[Collected data]
^^^^^^^^

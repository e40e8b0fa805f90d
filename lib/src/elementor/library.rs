use std::collections::BTreeSet;
use std::fmt;
use std::path::Path;

use serde::{Deserialize, Serialize};

use crate::elementor::Element;
use crate::error::{Chainable, Result};

/// The semantic job a page section does.
#[derive(Debug, Clone, Copy, PartialEq, Eq, Hash, PartialOrd, Ord, Serialize, Deserialize)]
#[serde(rename_all = "lowercase")]
pub enum Role {
    Hero,
    Services,
    Team,
    Testimonials,
    Contact,
    About,
}

/// Which widget types identify a section as playing a role.
#[derive(Debug, Clone, Copy)]
pub struct Signature {
    /// Every one of these must occur.
    pub all: &'static [&'static str],
    /// At least one of these must occur, unless empty.
    pub any: &'static [&'static str],
    /// None of these may occur.
    pub none: &'static [&'static str],
}

impl Role {
    pub const ALL: [Role; 6] = [
        Role::Hero, Role::Services, Role::Team,
        Role::Testimonials, Role::Contact, Role::About,
    ];

    pub fn signature(self) -> Signature {
        match self {
            Role::Team => Signature {
                all: &["cholot-team"],
                any: &[],
                none: &[],
            },
            Role::Testimonials => Signature {
                all: &[],
                any: &["cholot-testimonial-two", "cholot-testimonial", "testimonial"],
                none: &["cholot-team"],
            },
            Role::Services => Signature {
                all: &["cholot-texticon"],
                any: &[],
                none: &["cholot-team", "cholot-contact", "shortcode", "google_maps"],
            },
            Role::Contact => Signature {
                all: &[],
                any: &["cholot-contact", "shortcode", "google_maps"],
                none: &["cholot-team"],
            },
            Role::Hero => Signature {
                all: &["cholot-button"],
                any: &["cholot-title", "heading", "rdn-slider"],
                none: &["cholot-texticon", "image", "cholot-team", "cholot-contact"],
            },
            Role::About => Signature {
                all: &["image"],
                any: &["cholot-title", "heading", "text-editor"],
                none: &["cholot-team", "cholot-texticon", "cholot-contact"],
            },
        }
    }

    /// The widget whose column a builder repeats once per entry.
    pub fn repeated_widget(self) -> Option<&'static str> {
        match self {
            Role::Team => Some("cholot-team"),
            Role::Services => Some("cholot-texticon"),
            _ => None,
        }
    }

    pub fn as_str(self) -> &'static str {
        match self {
            Role::Hero => "hero",
            Role::Services => "services",
            Role::Team => "team",
            Role::Testimonials => "testimonials",
            Role::Contact => "contact",
            Role::About => "about",
        }
    }
}

impl fmt::Display for Role {
    fn fmt(&self, f: &mut fmt::Formatter<'_>) -> fmt::Result {
        self.as_str().fmt(f)
    }
}

impl Signature {
    pub fn matches(&self, types: &BTreeSet<&str>) -> bool {
        self.all.iter().all(|t| types.contains(t))
            && (self.any.is_empty() || self.any.iter().any(|t| types.contains(t)))
            && !self.none.iter().any(|t| types.contains(t))
    }
}

#[derive(Debug, Clone, PartialEq)]
struct Entry {
    section: Element,
    types: BTreeSet<String>,
}

/// Sections from an existing Elementor export, indexed by the widgets they
/// contain so that builders can reuse them as templates.
#[derive(Debug, Clone, Default, PartialEq)]
pub struct Library {
    entries: Vec<Entry>,
}

/// An Elementor "export template" file.
#[derive(Debug, Clone, Serialize, Deserialize)]
pub struct TemplateExport {
    #[serde(default = "TemplateExport::default_version")]
    pub version: String,
    #[serde(default)]
    pub title: String,
    #[serde(rename = "type", default = "TemplateExport::default_type")]
    pub kind: String,
    pub content: Vec<Element>,
    #[serde(default)]
    pub page_settings: serde_json::Value,
}

impl TemplateExport {
    fn default_version() -> String { "0.4".into() }

    fn default_type() -> String { "page".into() }

    pub fn page(title: impl Into<String>, content: Vec<Element>) -> Self {
        TemplateExport {
            version: Self::default_version(),
            title: title.into(),
            kind: Self::default_type(),
            content,
            page_settings: serde_json::Value::Array(vec![]),
        }
    }
}

#[derive(Deserialize)]
#[serde(untagged)]
enum LibraryFile {
    Export(TemplateExport),
    Sections(Vec<Element>),
}

impl Library {
    pub fn new() -> Self {
        Library::default()
    }

    pub fn from_sections<I: IntoIterator<Item = Element>>(sections: I) -> Self {
        let mut library = Library::new();
        library.extend(sections);
        library
    }

    /// Adds every top-level section in `sections`. Anything that isn't a
    /// section is ignored.
    pub fn extend<I: IntoIterator<Item = Element>>(&mut self, sections: I) {
        for section in sections.into_iter().filter(Element::is_section) {
            let types = section.widget_types().into_iter().map(String::from).collect();
            self.entries.push(Entry { section, types });
        }
    }

    /// Parses an Elementor template export or a bare `_elementor_data`
    /// section array.
    pub fn from_json(json: &str) -> Result<Self> {
        let file: LibraryFile = serde_json::from_str(json)
            .chain_with(|| "expected an Elementor template export or a section array")?;

        Ok(match file {
            LibraryFile::Export(export) => Library::from_sections(export.content),
            LibraryFile::Sections(sections) => Library::from_sections(sections),
        })
    }

    /// Collects the `_elementor_data` of every item in a WXR document.
    pub fn from_wxr(xml: &str, slashed: bool) -> Result<Self> {
        let mut library = Library::new();
        for item in crate::wxr::read(xml)? {
            match item.elementor_data(slashed) {
                Some(Ok(sections)) => library.extend(sections),
                Some(Err(e)) => log::warn!("skipping `{}` elementor data: {}", item.title, e.message()),
                None => {}
            }
        }

        Ok(library)
    }

    /// Loads a library from a `.json` export or a `.xml` WXR file.
    pub fn load<P: AsRef<Path>>(path: P) -> Result<Self> {
        let path = path.as_ref();
        let contents = std::fs::read_to_string(path).chain_with(|| error! {
            "failed to read template library",
            "path" => path.display(),
        })?;

        let library = match path.extension().and_then(|e| e.to_str()) {
            Some("xml") => Library::from_wxr(&contents, true),
            _ => Library::from_json(&contents),
        };

        let library = library.chain_with(|| error! {
            "invalid template library",
            "path" => path.display(),
        })?;

        log::debug!("loaded {} template sections from {}", library.len(), path.display());
        Ok(library)
    }

    pub fn len(&self) -> usize {
        self.entries.len()
    }

    pub fn is_empty(&self) -> bool {
        self.entries.is_empty()
    }

    pub fn sections(&self) -> impl Iterator<Item = &Element> {
        self.entries.iter().map(|e| &e.section)
    }

    /// The first section, in document order, whose widgets match `role`.
    pub fn find(&self, role: Role) -> Option<&Element> {
        let signature = role.signature();
        self.entries.iter()
            .find(|e| signature.matches(&e.types.iter().map(|s| s.as_str()).collect()))
            .map(|e| &e.section)
    }

    /// The first section that contains every one of `types`.
    pub fn find_containing(&self, types: &[&str]) -> Option<&Element> {
        self.entries.iter()
            .find(|e| types.iter().all(|t| e.types.contains(*t)))
            .map(|e| &e.section)
    }

    /// The role of each section, as far as one is recognized.
    pub fn classify(&self) -> Vec<(Option<Role>, &Element)> {
        self.entries.iter()
            .map(|e| {
                let types = e.types.iter().map(|s| s.as_str()).collect();
                let role = Role::ALL.into_iter().find(|r| r.signature().matches(&types));
                (role, &e.section)
            })
            .collect()
    }
}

^^^^^^^^

WHAT IS NEEDED: Using the data above, reproduce exactly the lines between those holding "self.as_str().fmt(f)" and "pub struct TemplateExport", inclusive, and no others.

RESPONSE TO THE TASK:
        self.as_str().fmt(f)
    }
}

impl Signature {
    pub fn matches(&self, types: &BTreeSet<&str>) -> bool {
        self.all.iter().all(|t| types.contains(t))
            && (self.any.is_empty() || self.any.iter().any(|t| types.contains(t)))
            && !self.none.iter().any(|t| types.contains(t))
    }
}

#[derive(Debug, Clone, PartialEq)]
struct Entry {
    section: Element,
    types: BTreeSet<String>,
}

/// Sections from an existing Elementor export, indexed by the widgets they
/// contain so that builders can reuse them as templates.
#[derive(Debug, Clone, Default, PartialEq)]
pub struct Library {
    entries: Vec<Entry>,
}

/// An Elementor "export template" file.
#[derive(Debug, Clone, Serialize, Deserialize)]
pub struct TemplateExport {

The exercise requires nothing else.